Películas

Annette, la ópera rock en que Adam Driver canta un asesinato y una marioneta se roba la función

Martha O'Hara

Entre todas las formas imaginables de arrancar una película, Leos Carax optó por sacar a su reparto y a la banda Sparks de un estudio de grabación y llevarlos a la noche de Los Ángeles entonando «So May We Start» directo a la pantalla: un reto camuflado de obertura. Lo que sigue no es un musical a la manera en que Hollywood entiende el término. Es una ópera rock completamente cantada, en la que casi cada línea de diálogo está musicada, y que dedica poco más de dos horas a desmantelar el género para descubrir qué late todavía en su interior.

La trama es engañosamente sencilla. Henry McHenry (Adam Driver) es un comediante de stand-up que se presenta con bata de box y llama a su show «El mono de Dios», provocando al público hasta convertir la risa en malestar.
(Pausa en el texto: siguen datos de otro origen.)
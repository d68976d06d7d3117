//! Broadcast event bus for distributing `WizardEvent` to multiple subscribers.
//!
//! Built on `tokio::sync::broadcast`, the `WizardEventBus` supports multiple
//! concurrent subscribers (a toast renderer, an audit log, a test harness).
//! Publishing with no active subscribers is a no-op, which keeps the
//! controller decoupled from any global notification mechanism.

use tokio::sync::broadcast;
use tradeport_types::event::WizardEvent;

/// Multi-consumer event bus for wizard lifecycle events.
///
/// Wraps a `tokio::sync::broadcast` channel. Cloning the bus clones the
/// sender, allowing multiple producers and consumers.
pub struct WizardEventBus {
    sender: broadcast::Sender<WizardEvent>,
}

impl WizardEventBus {
    /// Create a new event bus with the given channel capacity.
    ///
    /// A capacity of 64 is plenty for a single interactive wizard.
    pub fn new(capacity: usize) -> Self {
        let (sender, _) = broadcast::channel(capacity);
        Self { sender }
    }

    /// Create a new subscriber that will receive all future events.
    pub fn subscribe(&self) -> broadcast::Receiver<WizardEvent> {
        self.sender.subscribe()
    }

    /// Publish an event to all current subscribers.
    ///
    /// If there are no subscribers, the event is silently dropped.
    pub fn publish(&self, event: WizardEvent) {
        let _ = self.sender.send(event);
    }
}

impl Clone for WizardEventBus {
    fn clone(&self) -> Self {
        Self {
            sender: self.sender.clone(),
        }
    }
}

impl Default for WizardEventBus {
    fn default() -> Self {
        Self::new(64)
    }
}

impl std::fmt::Debug for WizardEventBus {
    fn fmt(&self, f: &mut std::fmt::Formatter<'_>) -> std::fmt::Result {
        f.debug_struct("WizardEventBus")
            .field("receiver_count", &self.sender.receiver_count())
            .finish()
    }
}
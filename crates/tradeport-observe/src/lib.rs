//! Observability setup for Tradeport.
//!
//! One job: install the global tracing subscriber (structured fmt output,
//! `RUST_LOG` filtering, optional OpenTelemetry export) so every crate's
//! `tracing` calls land somewhere useful.

pub mod tracing_setup;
Ann Defrasnoux (Marion Cotillard) es una célebre soprano que, según apunta Henry, «muere» en el escenario cada noche y luego recibe los aplausos. Se enamoran bajo los reflectores de la prensa del corazón, y el nacimiento de su hija, Annette —una niña con un talento extraordinario— voltea de cabeza su vida de oro.

Y aquí está la decisión que define todo: durante casi la totalidad del metraje, Annette no es encarnada por una niña sino por una marioneta de madera. Es una elección atrevida y distanciadora, pero también afectuosa: el títere le permite a Carax montar una fábula sobre la paternidad, la explotación y la fama sin pedirle a una niña real que cargue con ello. La cámara de Caroline Champetier transita tormentas, foros teatrales y un mar de pantalla verde; la imagen es suntuosa y deliberadamente artesanal, teatral en el mejor sentido de la palabra.
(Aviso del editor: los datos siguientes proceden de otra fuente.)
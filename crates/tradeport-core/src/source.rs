//! Step source: the read-only collaborator supplying step definitions and
//! checklist catalogs for a flow.
//!
//! The built-in implementation (`BuiltinFlows`) serves the static tables in
//! `flows/`; a real deployment could substitute a source backed by a product
//! catalog service without touching the controller.

use std::future::Future;

use tradeport_types::clause::ChecklistItem;
use tradeport_types::error::StepSourceError;
use tradeport_types::flow::{FlowContext, FlowKind};
use tradeport_types::wizard::{StepDefinition, StepId};

use crate::flows;
use crate::wizard::PreviewTemplate;

/// Supplies step definitions and per-step checklist items for a flow.
pub trait StepSource: Send + Sync {
    /// Load the ordered step definitions for the given flow context.
    fn load_steps(
        &self,
        ctx: FlowContext,
    ) -> impl Future<Output = Result<Vec<StepDefinition>, StepSourceError>> + Send;

    /// Load the checklist items (clauses, document slots) for one step.
    ///
    /// Returns an empty catalog for steps without a checklist.
    fn load_items(
        &self,
        ctx: FlowContext,
        step: &StepId,
    ) -> impl Future<Output = Result<Vec<ChecklistItem>, StepSourceError>> + Send;

    /// The preview template for the flow's draft document.
    fn preview_template(
        &self,
        ctx: FlowContext,
    ) -> impl Future<Output = Result<PreviewTemplate, StepSourceError>> + Send;
}

/// Step source backed by the built-in flow tables.
#[derive(Debug, Clone, Copy, Default)]
pub struct BuiltinFlows;

impl StepSource for BuiltinFlows {
    async fn load_steps(&self, ctx: FlowContext) -> Result<Vec<StepDefinition>, StepSourceError> {
        Ok(match ctx.flow {
            FlowKind::BankGuarantee => flows::bank_guarantee::steps(),
            FlowKind::LetterOfCredit => flows::letter_of_credit::steps(),
            FlowKind::Remittance => flows::remittance::steps(),
        })
    }

    async fn load_items(
        &self,
        ctx: FlowContext,
        step: &StepId,
    ) -> Result<Vec<ChecklistItem>, StepSourceError> {
        Ok(match ctx.flow {
            FlowKind::BankGuarantee => flows::bank_guarantee::items_for(ctx, step)?,
            FlowKind::LetterOfCredit => flows::letter_of_credit::items_for(step),
            FlowKind::Remittance => Vec::new(),
        })
    }

    async fn preview_template(&self, ctx: FlowContext) -> Result<PreviewTemplate, StepSourceError> {
        Ok(match ctx.flow {
            FlowKind::BankGuarantee => flows::bank_guarantee::preview_template(),
            FlowKind::LetterOfCredit => flows::letter_of_credit::preview_template(),
            FlowKind::Remittance => flows::remittance::preview_template(),
        })
    }
}

#[cfg(test)]
mod tests {
    use super::*;
    use tradeport_types::flow::ProjectType;

    #[tokio::test]
    async fn builtin_source_serves_all_flows() {
        let source = BuiltinFlows;
        for flow in [
            FlowKind::BankGuarantee,
            FlowKind::LetterOfCredit,
            FlowKind::Remittance,
        ] {
            let steps = source.load_steps(FlowContext::new(flow)).await.unwrap();
            assert!(steps.len() >= 4, "flow {flow} should have at least 4 steps");
        }
    }

    #[tokio::test]
    async fn clause_catalog_requires_project_type() {
        let source = BuiltinFlows;
        let ctx = FlowContext::new(FlowKind::BankGuarantee);
        let err = source
            .load_items(ctx, &StepId::from("clause-selection"))
            .await
            .unwrap_err();
        assert_eq!(err, StepSourceError::MissingVariant);

        let ctx = FlowContext::with_project_type(FlowKind::BankGuarantee, ProjectType::Performance);
        let items = source
            .load_items(ctx, &StepId::from("clause-selection"))
            .await
            .unwrap();
        assert!(!items.is_empty());
    }
}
El motor que mueve todo es Sparks. Ron y Russell Mael escribieron la historia y las canciones, y Annette surgió como uno de sus álbumes antes de que Carax lo transformara en cine. La partitura repite sus motivos como conjuros — «We Love Each Other So Much» regresa hasta sonar menos a amor que a trampa — y exige a los actores cantar en vivo, con crudeza y sin pulimento. Simon Helberg, como el pianista que alguna vez amó a Ann, recibe el número más suavemente devastador del filme: dirige una orquesta mientras confiesa de frente al lente.
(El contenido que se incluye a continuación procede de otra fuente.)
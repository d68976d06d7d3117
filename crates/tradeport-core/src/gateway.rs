//! Submission gateway trait.
//!
//! The gateway is an external collaborator: it owns transport, timeouts,
//! and the backing processing service. The wizard core only assembles the
//! payload and interprets success or failure. Uses RPITIT (return position
//! `impl Trait` in traits) consistent with all async traits in this project.

use std::future::Future;

use tradeport_types::error::GatewayError;
use tradeport_types::submission::{ConfirmationId, SubmissionPayload};

/// Accepts finished applications for processing.
///
/// Implementations should impose their own deadline and map it to
/// `GatewayErrorCode::Timeout`; the controller never races the call.
pub trait SubmissionGateway: Send + Sync {
    /// Submit a finished application.
    ///
    /// On success returns the confirmation reference the user is shown.
    /// Failures are recoverable: the wizard stays on its review step and the
    /// same payload may be submitted again.
    fn submit(
        &self,
        payload: SubmissionPayload,
    ) -> impl Future<Output = Result<ConfirmationId, GatewayError>> + Send;
}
Driver está extraordinario: una fuerza de violencia apenas embridada que canta con la mandíbula apretada y no te deja decidir si Henry es un artista lastimado o un monstruo disfrazado de uno. Cotillard tiene el papel más exigente e ingrato —Ann es más ícono que personaje por diseño— y llena los silencios entre las notas con una pena genuina. La película sabe que avanza hacia un acto de violencia, y construye el terror mucho antes de que llegue.

Annette inauguró el Festival de Cannes y le ganó a Carax el premio al Mejor Director, para luego dividir al público en dos bandos exactos — que es exactamente la respuesta que debería provocar un filme tan fiel a su propia extrañeza. Desde entonces se ha convertido en objeto de culto: el tipo de musical que los grandes estudios ya no saben hacer, que sobrevive gracias a quienes valoran precisamente lo que aleja al resto.

Desbordante, provocadora y hecha con verdadera artesanía, Annette es el raro musical contemporáneo con el valor de ser difícil. No es para todos, y no tiene el menor interés en serlo. La amamos exactamente por eso.